**EXERCISE DESCRIPTION:** Output all of the data below exactly as given.

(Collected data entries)
———

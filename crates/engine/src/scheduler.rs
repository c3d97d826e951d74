//! A small job scheduler on tokio tasks.
//!
//! Jobs run either daily at a fixed UTC time or at a fixed interval, until
//! the handle is shut down. Every run is logged as executed or failed.

use crate::EngineError;
use chrono::{DateTime, Duration as ChronoDuration, NaiveTime, Utc};
use futures_util::future::BoxFuture;
use std::future::Future;
use std::sync::Arc;
use std::time::Duration;
use tokio::sync::watch;
use tokio::task::JoinHandle;
use tracing::{error, info};

/// When a job fires.
#[derive(Debug, Clone, Copy, PartialEq, Eq)]
pub enum Schedule {
    /// Every day at `hour:minute` UTC.
    DailyAt { hour: u32, minute: u32 },
    /// Every interval, first run one interval after start.
    Every(Duration),
}

impl Schedule {
    /// First fire time strictly after `now`.
    pub fn next_after(&self, now: DateTime<Utc>) -> DateTime<Utc> {
        match *self {
            Schedule::DailyAt { hour, minute } => {
                let time = NaiveTime::from_hms_opt(hour.min(23), minute.min(59), 0)
                    .unwrap_or(NaiveTime::MIN);
                let today = now.date_naive().and_time(time).and_utc();
                if today > now {
                    today
                } else {
                    today + ChronoDuration::days(1)
                }
            }
            Schedule::Every(interval) => {
                now + ChronoDuration::from_std(interval).unwrap_or(ChronoDuration::seconds(1))
            }
        }
    }
}

type JobFn = Arc<dyn Fn(DateTime<Utc>) -> BoxFuture<'static, Result<(), EngineError>> + Send + Sync>;

struct Job {
    id: String,
    schedule: Schedule,
    run: JobFn,
}

#[derive(Default)]
pub struct Scheduler {
    jobs: Vec<Job>,
}

impl Scheduler {
    pub fn new() -> Self {
        Self::default()
    }

    /// Register a job. It receives its scheduled fire time.
    pub fn add_job<F, Fut>(&mut self, id: &str, schedule: Schedule, job: F)
    where
        F: Fn(DateTime<Utc>) -> Fut + Send + Sync + 'static,
        Fut: Future<Output = Result<(), EngineError>> + Send + 'static,
    {
        self.jobs.push(Job {
            id: id.to_string(),
            schedule,
            run: Arc::new(move |at| Box::pin(job(at))),
        });
    }

    pub fn job_ids(&self) -> impl Iterator<Item = &str> {
        self.jobs.iter().map(|j| j.id.as_str())
    }

    /// Spawn one task per job.
    pub fn start(self) -> SchedulerHandle {
        let (shutdown, watcher) = watch::channel(false);
        let tasks = self
            .jobs
            .into_iter()
            .map(|job| {
                info!(job = %job.id, schedule = ?job.schedule, "Job scheduled");
                tokio::spawn(run_job(job, watcher.clone()))
            })
            .collect();
        SchedulerHandle { shutdown, tasks }
    }
}

async fn run_job(job: Job, mut shutdown: watch::Receiver<bool>) {
    loop {
        let now = Utc::now();
        let next = job.schedule.next_after(now);
        let wait = (next - now).to_std().unwrap_or_default();

        tokio::select! {
            _ = tokio::time::sleep(wait) => {}
            _ = shutdown.changed() => break,
        }
        if *shutdown.borrow() {
            break;
        }

        match (job.run)(next).await {
            Ok(()) => info!(job = %job.id, scheduled = %next, "Job executed"),
            Err(e) => error!(job = %job.id, scheduled = %next, error = %e, "Job failed"),
        }
    }
}

/// Running scheduler. Dropping it also stops every job, without waiting
/// for in-flight runs.
pub struct SchedulerHandle {
    shutdown: watch::Sender<bool>,
    tasks: Vec<JoinHandle<()>>,
}

impl SchedulerHandle {
    /// Signal every job to stop and wait for in-flight runs to finish.
    pub async fn shutdown(self) {
        let _ = self.shutdown.send(true);
        for task in self.tasks {
            let _ = task.await;
        }
        info!("Scheduler stopped");
    }
}
use folio_core::Settings;
use folio_engine::AssetManager;
use folio_exchanges::UsdtTwdRate;
use std::sync::Arc;

/// Shared application state accessible by all route handlers.
pub struct AppState {
    pub manager: Arc<AssetManager>,
    /// Server-side settings, used by `/initialize` to rebuild exchanges.
    pub settings: Settings,
    pub fx: UsdtTwdRate,
}

impl AppState {
    pub fn new(manager: Arc<AssetManager>, settings: Settings, fx: UsdtTwdRate) -> Self {
        Self {
            manager,
            settings,
            fx,
        }
    }
}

———

**WRITTEN SOLUTION:**
filename crates/engine/src/scheduler.rs
repository c3d97d826e951d74
//! A small job scheduler on tokio tasks.
//!
//! Jobs run either daily at a fixed UTC time or at a fixed interval, until
//! the handle is shut down. Every run is logged as executed or failed.

use crate::EngineError;
use chrono::{DateTime, Duration as ChronoDuration, NaiveTime, Utc};
use futures_util::future::BoxFuture;
use std::future::Future;
use std::sync::Arc;
use std::time::Duration;
use tokio::sync::watch;
use tokio::task::JoinHandle;
use tracing::{error, info};

/// When a job fires.
#[derive(Debug, Clone, Copy, PartialEq, Eq)]
pub enum Schedule {
    /// Every day at `hour:minute` UTC.
    DailyAt { hour: u32, minute: u32 },
    /// Every interval, first run one interval after start.
    Every(Duration),
}

impl Schedule {
    /// First fire time strictly after `now`.
    pub fn next_after(&self, now: DateTime<Utc>) -> DateTime<Utc> {
        match *self {
            Schedule::DailyAt { hour, minute } => {
                let time = NaiveTime::from_hms_opt(hour.min(23), minute.min(59), 0)
                    .unwrap_or(NaiveTime::MIN);
                let today = now.date_naive().and_time(time).and_utc();
                if today > now {
                    today
                } else {
                    today + ChronoDuration::days(1)
                }
            }
            Schedule::Every(interval) => {
                now + ChronoDuration::from_std(interval).unwrap_or(ChronoDuration::seconds(1))
            }
        }
    }
}

type JobFn = Arc<dyn Fn(DateTime<Utc>) -> BoxFuture<'static, Result<(), EngineError>> + Send + Sync>;

struct Job {
    id: String,
    schedule: Schedule,
    run: JobFn,
}

#[derive(Default)]
pub struct Scheduler {
    jobs: Vec<Job>,
}

impl Scheduler {
    pub fn new() -> Self {
        Self::default()
    }

    /// Register a job. It receives its scheduled fire time.
    pub fn add_job<F, Fut>(&mut self, id: &str, schedule: Schedule, job: F)
    where
        F: Fn(DateTime<Utc>) -> Fut + Send + Sync + 'static,
        Fut: Future<Output = Result<(), EngineError>> + Send + 'static,
    {
        self.jobs.push(Job {
            id: id.to_string(),
            schedule,
            run: Arc::new(move |at| Box::pin(job(at))),
        });
    }

    pub fn job_ids(&self) -> impl Iterator<Item = &str> {
        self.jobs.iter().map(|j| j.id.as_str())
    }

    /// Spawn one task per job.
    pub fn start(self) -> SchedulerHandle {
        let (shutdown, watcher) = watch::channel(false);
        let tasks = self
            .jobs
            .into_iter()
            .map(|job| {
                info!(job = %job.id, schedule = ?job.schedule, "Job scheduled");
                tokio::spawn(run_job(job, watcher.clone()))
            })
            .collect();
        SchedulerHandle { shutdown, tasks }
    }
}

async fn run_job(job: Job, mut shutdown: watch::Receiver<bool>) {
    loop {
        let now = Utc::now();
        let next = job.schedule.next_after(now);
        let wait = (next - now).to_std().unwrap_or_default();

        tokio::select! {
            _ = tokio::time::sleep(wait) => {}
            _ = shutdown.changed() => break,
        }
        if *shutdown.borrow() {
            break;
        }

        match (job.run)(next).await {
            Ok(()) => info!(job = %job.id, scheduled = %next, "Job executed"),
            Err(e) => error!(job = %job.id, scheduled = %next, error = %e, "Job failed"),
        }
    }
}

/// Running scheduler. Dropping it also stops every job, without waiting
/// for in-flight runs.
pub struct SchedulerHandle {
    shutdown: watch::Sender<bool>,
    tasks: Vec<JoinHandle<()>>,
}

impl SchedulerHandle {
    /// Signal every job to stop and wait for in-flight runs to finish.
    pub async fn shutdown(self) {
        let _ = self.shutdown.send(true);
        for task in self.tasks {
            let _ = task.await;
        }
        info!("Scheduler stopped");
    }
}
use folio_core::Settings;
use folio_engine::AssetManager;
use folio_exchanges::UsdtTwdRate;
use std::sync::Arc;

/// Shared application state accessible by all route handlers.
pub struct AppState {
    pub manager: Arc<AssetManager>,
    /// Server-side settings, used by `/initialize` to rebuild exchanges.
    pub settings: Settings,
    pub fx: UsdtTwdRate,
}

impl AppState {
    pub fn new(manager: Arc<AssetManager>, settings: Settings, fx: UsdtTwdRate) -> Self {
        Self {
            manager,
            settings,
            fx,
        }
    }
}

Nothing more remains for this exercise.